Person comments on Cole Wyeth’s Shortform

Person 14 May 2025 23:38 UTC
1 point
0
Heads up: I am not an AI researcher or even an academic, just someone who keeps up with AI
But I do have quick thoughts as well;
Kernel optimization (which they claim is what resulted in the 1% decrease in training time) is something we know AI models are great at (see RE-Bench and the multiple arXiv papers on the matter, including from DeepSeek).
It seems to me like AlphaEvolve is more-or-less an improvement over previous models that also claimed to make novel algorithmic and mathematical discoveries (FunSearch, AlphaTensor) notably by using better base Gemini models and a better agentic framework. We also know that AI models already contribute to the improvement of AI hardware. What AlphaEvolve seems to do is to unify all of that into a superhuman model for those multiple uses. In the accompanying podcast they give us some further information:
- The rate of improvement is still moderate, and the process still takes months. They phrase it as an interesting and promising area of progress for the future, not as a current large improvement.

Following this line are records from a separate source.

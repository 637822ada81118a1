//! The per-courier routing pipeline: cluster, score, construct, refine.

use std::{
    panic::{AssertUnwindSafe, catch_unwind},
    sync::Arc,
};

use serde::Serialize;

use crate::{
    CancelToken, ClusterAssigner, Coordinate, CostMatrix, Result, Stop,
    constants::{DEFAULT_MAX_SWEEPS, MIN_STOPS_FOR_CLUSTERING},
    model::DelayModel,
    priority::{Feature, score_priority},
    route::{RouteMetrics, Tour, nearest_neighbor, tour_cost, two_opt},
};

/// Visiting order for one courier. The empty value is the canonical
/// degraded answer.
#[derive(Clone, Debug, Default, PartialEq, Serialize)]
pub struct RouteResult {
    pub order_indices: Tour,
    pub ordered_stops: Vec<Stop>,
    pub total_time_minutes: u64,
}

impl RouteResult {
    pub fn empty() -> Self {
        Self::default()
    }

    pub fn is_empty(&self) -> bool {
        self.order_indices.is_empty()
    }
}

/// A [`RouteResult`] plus the intermediate values computed on the way.
#[derive(Clone, Debug, Default, PartialEq, Serialize)]
pub struct RouteReport {
    pub courier_id: Option<String>,
    pub result: RouteResult,
    pub cluster_labels: Vec<usize>,
    /// Delay risk per stop. Reported only; ordering does not use it.
    pub priorities: Vec<f64>,
    pub metrics: RouteMetrics,
}

#[derive(Clone)]
pub struct RouteOrchestrator {
    model: Option<Arc<dyn DelayModel>>,
    cancel: CancelToken,
    clusters: ClusterAssigner,
    max_sweeps: usize,
}

impl Default for RouteOrchestrator {
    fn default() -> Self {
        Self {
            model: None,
            cancel: CancelToken::new(),
            clusters: ClusterAssigner::default(),
            max_sweeps: DEFAULT_MAX_SWEEPS,
        }
    }
}

impl RouteOrchestrator {
    pub fn new() -> Self {
        Self::default()
    }

    pub fn with_model(mut self, model: Option<Arc<dyn DelayModel>>) -> Self {
        self.model = model;
        self
    }

    pub fn with_cancel_token(mut self, cancel: CancelToken) -> Self {
        self.cancel = cancel;
        self
    }

    pub fn with_cluster_assigner(mut self, clusters: ClusterAssigner) -> Self {
        self.clusters = clusters;
        self
    }

    pub fn with_max_sweeps(mut self, max_sweeps: usize) -> Self {
        self.max_sweeps = max_sweeps;
        self
    }

    /// Never fails. Any error or panic below collapses into
    /// [`RouteResult::empty`].
    pub fn compute(
        &self,
        origin: Coordinate,
        stops: &[Stop],
        cost_rows: &[Vec<f64>],
        cluster_count: Option<usize>,
    ) -> RouteResult {
        self.compute_report(origin, stops, cost_rows, cluster_count)
            .result
    }

    pub fn compute_report(
        &self,
        origin: Coordinate,
        stops: &[Stop],
        cost_rows: &[Vec<f64>],
        cluster_count: Option<usize>,
    ) -> RouteReport {
        let outcome = catch_unwind(AssertUnwindSafe(|| {
            self.try_compute(origin, stops, cost_rows, cluster_count)
        }));

        match outcome {
            Ok(Ok(report)) => report,
            Ok(Err(e)) => {
                log::error!("router: empty result stops={} error={e}", stops.len());
                RouteReport::default()
            }
            Err(_) => {
                log::error!("router: empty result stops={} error=panicked", stops.len());
                RouteReport::default()
            }
        }
    }

    /// The fallible pipeline behind [`Self::compute_report`].
    pub fn try_compute(
        &self,
        origin: Coordinate,
        stops: &[Stop],
        cost_rows: &[Vec<f64>],
        cluster_count: Option<usize>,
    ) -> Result<RouteReport> {
        if stops.is_empty() {
            log::debug!("router: no stops origin={origin}");
            return Ok(RouteReport::default());
        }
        log::debug!(
            "router: start origin={origin} stops={} matrix_rows={}",
            stops.len(),
            cost_rows.len()
        );

        let cluster_labels = if stops.len() < MIN_STOPS_FOR_CLUSTERING {
            vec![0; stops.len()]
        } else {
            let points: Vec<Coordinate> = stops.iter().map(Stop::coordinate).collect();
            self.clusters.assign(&points, cluster_count)?
        };

        let features: Vec<Feature> = cluster_labels
            .iter()
            .zip(stops)
            .map(|(&cluster_id, stop)| Feature::new(cluster_id, stop.service_type))
            .collect();
        let priorities = score_priority(self.model.as_deref(), &features);

        let matrix = CostMatrix::from_rows(cost_rows)?;
        if matrix.is_empty() {
            log::warn!("router: empty cost matrix stops={}", stops.len());
            return Ok(RouteReport {
                cluster_labels,
                priorities,
                ..RouteReport::default()
            });
        }
        if matrix.size() != stops.len() + 1 {
            log::warn!(
                "router: matrix size mismatch size={} expected={}",
                matrix.size(),
                stops.len() + 1
            );
        }

        let tour = nearest_neighbor(&matrix);
        let tour = two_opt(tour, &matrix, self.max_sweeps, &self.cancel);

        let total_time_minutes = tour_cost(&tour, &matrix).trunc() as u64;
        let ordered_stops: Vec<Stop> = tour
            .iter()
            .skip(1)
            .filter(|&&idx| (1..=stops.len()).contains(&idx))
            .map(|&idx| stops[idx - 1].clone())
            .collect();
        let metrics = RouteMetrics::from_tour(&tour, &matrix);

        log::info!(
            "router: complete stops={} routed={} total_min={total_time_minutes}",
            stops.len(),
            ordered_stops.len()
        );

        Ok(RouteReport {
            courier_id: None,
            result: RouteResult {
                order_indices: tour,
                ordered_stops,
                total_time_minutes,
            },
            cluster_labels,
            priorities,
            metrics,
        })
    }
}

#[cfg(test)]
mod tests {
    use std::sync::Arc;

    use super::{RouteOrchestrator, RouteResult};
    use crate::{
        Coordinate, CostMatrix, CostMatrixBuilder, Result, ServiceType, Stop,
        TravelTimeService,
        model::{DelayModel, LogisticDelayModel},
    };

    fn origin() -> Coordinate {
        Coordinate::new(-0.1807, -78.4678)
    }

    fn stops() -> Vec<Stop> {
        vec![
            Stop::new("A", -0.1800, -78.4700, ServiceType::Standard),
            Stop::new("B", -0.1900, -78.4800, ServiceType::Express),
            Stop::new("C", -0.1950, -78.4850, ServiceType::Standard),
        ]
    }

    fn scenario_rows() -> Vec<Vec<f64>> {
        vec![
            vec![0.0, 2.0, 9.0, 6.0],
            vec![2.0, 0.0, 3.0, 7.0],
            vec![9.0, 3.0, 0.0, 1.0],
            vec![6.0, 7.0, 1.0, 0.0],
        ]
    }

    #[test]
    fn routes_the_three_stop_scenario() {
        let stops = stops();
        let result = RouteOrchestrator::new().compute(origin(), &stops, &scenario_rows(), None);

        assert_eq!(result.order_indices, vec![0, 1, 2, 3]);
        assert_eq!(result.ordered_stops, stops);
        assert_eq!(result.total_time_minutes, 6);
    }

    #[test]
    fn zero_stops_give_the_empty_result() {
        let result = RouteOrchestrator::new().compute(origin(), &[], &scenario_rows(), None);
        assert_eq!(result, RouteResult::empty());
        assert!(result.is_empty());
    }

    #[test]
    fn empty_matrix_gives_the_empty_result() {
        let result = RouteOrchestrator::new().compute(origin(), &stops(), &[], None);
        assert_eq!(result, RouteResult::empty());
    }

    #[test]
    fn ragged_matrix_gives_the_empty_result() {
        let rows = vec![vec![0.0, 1.0], vec![1.0]];
        let result = RouteOrchestrator::new().compute(origin(), &stops(), &rows, None);
        assert_eq!(result, RouteResult::empty());
    }

    #[test]
    fn oversized_matrix_skips_unknown_stops() {
        let all = stops();
        let stops = &all[..2];
        let rows = vec![
            vec![0.0, 1.0, 2.0, 3.0],
            vec![1.0, 0.0, 1.0, 2.0],
            vec![2.0, 1.0, 0.0, 1.0],
            vec![3.0, 2.0, 1.0, 0.0],
        ];

        let result = RouteOrchestrator::new().compute(origin(), stops, &rows, None);

        assert_eq!(result.order_indices, vec![0, 1, 2, 3]);
        assert_eq!(result.ordered_stops, stops.to_vec());
        assert_eq!(result.total_time_minutes, 3);
    }

    #[test]
    fn undersized_matrix_routes_what_it_covers() {
        let rows = vec![vec![0.0, 4.5], vec![4.5, 0.0]];
        let result = RouteOrchestrator::new().compute(origin(), &stops(), &rows, None);

        assert_eq!(result.order_indices, vec![0, 1]);
        assert_eq!(result.ordered_stops.len(), 1);
        assert_eq!(result.total_time_minutes, 4);
    }

    #[test]
    fn caller_matrix_is_left_untouched() {
        let rows = vec![
            vec![0.0, f64::NAN, 9.0, 6.0],
            vec![2.0, 0.0, 3.0, 7.0],
            vec![9.0, 3.0, 0.0, 1.0],
            vec![6.0, 7.0, 1.0, 0.0],
        ];
        let before = format!("{rows:?}");

        let result = RouteOrchestrator::new().compute(origin(), &stops(), &rows, None);

        assert_eq!(format!("{rows:?}"), before);
        assert_eq!(result.order_indices[0], 0);
        assert_eq!(result.order_indices.len(), 4);
    }

    #[test]
    fn few_stops_share_cluster_zero() {
        let rows = vec![
            vec![0.0, 2.0, 9.0],
            vec![2.0, 0.0, 3.0],
            vec![9.0, 3.0, 0.0],
        ];
        let report = RouteOrchestrator::new().compute_report(origin(), &stops()[..2], &rows, None);

        assert_eq!(report.cluster_labels, vec![0, 0]);
        assert_eq!(report.priorities, vec![0.5, 0.5]);
        assert_eq!(report.result.total_time_minutes, 5);
    }

    #[test]
    fn report_carries_priorities_from_the_model() {
        let model: Arc<dyn DelayModel> = Arc::new(LogisticDelayModel::new(0.0, 0.0, 0.0));
        let report = RouteOrchestrator::new()
            .with_model(Some(model))
            .compute_report(origin(), &stops(), &scenario_rows(), Some(1));

        assert_eq!(report.cluster_labels, vec![0, 0, 0]);
        assert_eq!(report.priorities, vec![0.5, 0.5, 0.5]);
        assert_eq!(report.metrics.total, 6.0);
        assert_eq!(report.result.total_time_minutes, 6);
    }

    #[test]
    fn sentinel_matrix_still_yields_a_permutation() {
        struct Broken;

        impl TravelTimeService for Broken {
            fn fetch(&self, _coords: &[Coordinate]) -> Result<serde_json::Value> {
                Ok(serde_json::json!({"status": "OK", "rows": "nonsense"}))
            }
        }

        let stops = stops();
        let coords: Vec<Coordinate> = std::iter::once(origin())
            .chain(stops.iter().map(Stop::coordinate))
            .collect();
        let matrix = CostMatrixBuilder::new(Broken).build(&coords);
        assert_eq!(matrix, CostMatrix::sentinel(4));

        let result = RouteOrchestrator::new().compute(origin(), &stops, &matrix.rows(), None);

        let mut sorted = result.order_indices.clone();
        sorted.sort_unstable();
        assert_eq!(sorted, vec![0, 1, 2, 3]);
        assert_eq!(result.order_indices[0], 0);
        assert_eq!(result.ordered_stops.len(), 3);
    }
}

- They have not tried to distill all that data into a new model yet, which seems strange to me considering they’ve had it for a year now.
- They say that a lot of improvements come from the base model’s quality.
- They do present the whole thing as part of research rather than a product
So yeah I can definitely see a path for large gains in the future, thought for now those are still on similar timetables as per their own admission. They expect further improvements when base models improve and are hoping that future versions of AlphaEvolve can in turn shorten the training time for models, the hardware pipeline, and improve models in other ways. And for your point about novel discoveries, previous Alpha models seemed to already be able to do the same categories of research back in 2023, on mathematics and algorithmic optimization. We need more knowledgeable people to weight in, especially to compare with previous models of the same classification.
This is also a very small thing to keep in mind, but GDM models don’t often share the actual results of their models’ work as usable/replicable papers, which has caused experts to cast some doubts on results in the past. It’s hard to verify their results, since they’ll be keeping them close to their chests.